Dormancy and stem cells

The next sessions reviewed the last advances in dormancy, focusing on what makes the ‘monster’ sleep or wake up, new technologies to detect CTC/DTC and the role of the stem cells in dormancy and metastasis. Filippo Giancotti (Memorial Sloan-Kettering Cancer Center, New York, NY, USA) revealed a new role for neogenin,a neuronal receptor for netrins, as a regulator of dormancy in prostate cancer. Analysis of samples from patients with hormone-refractory metastasis or small-cell neuroendocrine prostate tumors showed reduced levels of neogenin, and the loss of neogenin promoted prostate tumor progression to castration resistance and bone metastasis in mice.

A critical point in the study of CTC/DTC would be to examine individual cells and characterize their molecular profile at different times throughout the disease and identify new therapeutic targets. With this purpose, Colm Morrissey (University of Washington, Seattle, WA, USA) tested the currently commercially available technologies and showed that it is possible to reliably analyze the transcriptomic profile of DTC isolated from the bone marrow of patients with prostate cancer (PCa).

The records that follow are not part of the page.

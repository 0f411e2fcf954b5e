//! Global keystroke collection.
//!
//! Each platform collector installs an OS-level hook on its own thread and
//! forwards key-downs through a bounded channel. The consumer applies the
//! exclusion filter and does all accounting on its own thread.

pub mod types;

#[cfg(target_os = "macos")]
pub mod macos;

#[cfg(target_os = "windows")]
pub mod windows;

#[cfg(not(any(target_os = "macos", target_os = "windows")))]
pub mod noop;

// Re-export commonly used types
pub use types::{Key, KeystrokeEvent};

#[cfg(target_os = "macos")]
pub use macos::{check_permission, CollectorError, MacOSCollector};

/// Platform-agnostic collector type alias
#[cfg(target_os = "macos")]
pub type Collector = MacOSCollector;

#[cfg(target_os = "windows")]
pub use windows::{check_permission, CollectorError, WindowsCollector};

/// Platform-agnostic collector type alias
#[cfg(target_os = "windows")]
pub type Collector = WindowsCollector;

#[cfg(not(any(target_os = "macos", target_os = "windows")))]
pub use noop::{check_permission, CollectorError, NoopCollector};

/// Platform-agnostic collector type alias
#[cfg(not(any(target_os = "macos", target_os = "windows")))]
pub type Collector = NoopCollector;

/// Collector settings shared by all platforms.
#[derive(Debug, Clone)]
pub struct CollectorConfig {
    /// Events buffered between the hook thread and the consumer
    pub channel_capacity: usize,
}

impl Default for CollectorConfig {
    fn default() -> Self {
        Self {
            channel_capacity: 10_000,
        }
    }
}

In many cancers, the patients never develop bone metastasis even if DTCs are detected in the bone marrow, whereas other organs such as lungs present growing metastasis. To resolve this paradigm, Julio Aguirre-Guiso (Mount Sinai School of Medicine, New York, NY, USA) proposed that the target organ microenvironment could be characterized as permissive (lung) or restrictive when it induces DTC dormancy (bone marrow) under the control of TGF-β2 and Tgfbr3. In a head and neck squamous cell carcinoma model, tumor cell dormancy in the bone marrow is associated with higher levels of TGF-β2, but not of TGF-β1, which activates MAPK p38α/β in the presence of Tgfbr3. In contrast, in lungs (a metastasis permissive site) TGF-β2 levels were low and DTC dormancy was short and was quickly followed by metastatic growth.

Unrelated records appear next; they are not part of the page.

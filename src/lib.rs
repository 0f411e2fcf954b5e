//! WPM Meter - background typing-speed meter.
//!
//! Measures typing speed in real time from global keystroke events and keeps
//! a lifetime keystroke count that survives restarts.
//!
//! # Architecture
//!
//! ```text
//! ┌──────────────────────────────────────────────────────────────┐
//! │                          WPM Meter                           │
//! ├──────────────────────────────────────────────────────────────┤
//! │  ┌─────────────┐   ┌─────────────┐   ┌──────────────┐        │
//! │  │  Collector  │──▶│    Meter    │──▶│ Display sink │        │
//! │  │ (OS hook)   │   │ (12s window)│   │ (on change)  │        │
//! │  └─────────────┘   └─────────────┘   └──────────────┘        │
//! │                           │                                  │
//! │                           ▼                                  │
//! │                    ┌─────────────┐   ┌──────────────┐        │
//! │                    │   Counter   │◀──│  Autosaver   │        │
//! │                    │  (atomic)   │   │  (60s tick)  │        │
//! │                    └─────────────┘   └──────────────┘        │
//! └──────────────────────────────────────────────────────────────┘
//! ```
//!
//! # Example
//!
//! ```no_run
//! use std::time::Instant;
//! use wpm_meter::core::{create_shared_counter, Meter};
//!
//! let counter = create_shared_counter();
//! let mut meter = Meter::new(counter.clone());
//!
//! let reading = meter.record_keystroke(Instant::now());
//! println!("{}", reading.tooltip());
//! ```

pub mod collector;
pub mod config;
pub mod core;
pub mod display;

// Re-export key types at crate root for convenience
pub use collector::{Collector, CollectorConfig, CollectorError, Key, KeystrokeEvent};
pub use config::{Config, ConfigError};
pub use self::core::{
    format_thousands, Autosaver, CounterError, CounterStore, DisplaySink, Meter, MeterReading,
    RateEstimator, SharedCounter, WpmSample,
};
pub use display::TerminalDisplay;

/// Library version.
pub const VERSION: &str = env!("CARGO_PKG_VERSION");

Russell Taichman (University of Michigan) provided an overview of the current knowledge on how hematopoietic stem cells (HSCs) regulate metastasis and cancer stem-like cell (CSC) phenotype of solid tumors. Metastatic prostate cancer cells compete to occupy the endosteal niche with HSCs. Once there, the cancer cells can become dormant using the same molecular signals that regulate HSCs dormancy. Dormancy allows cancer cells to escape the immune surveillance mechanism by resembling HSCs in the niche and to resist the conventional radiation and/or chemotherapy. HSC quiescence is regulated by growth arrest-specific 6 (GAS6) protein that binds to tyrosine kinase receptors Axl, Tyro3 and Mer. A balance between these receptors determines whether HSCs remain quiescent or proliferate. When PCa cells bind to osteoblasts in the HSC niche, it increases the expression of Axl and activates GAS6 signaling, inhibiting the proliferation of PCa cells, suggesting that, once DTCs enter the HSC niche, interactions between GAS6 and its receptors may regulate PCa dormancy. Gabriela Dontu (King’s College London School of Medicine, London, UK) described a novel experimental in vitro model of dormancy that mimics the bone microenvironment and the breast cancer metastatic niche. This system is based on 3D cocultures of breast cancer cells with cell types from the bone marrow, and in which dormant or proliferate conditions can be manipulated.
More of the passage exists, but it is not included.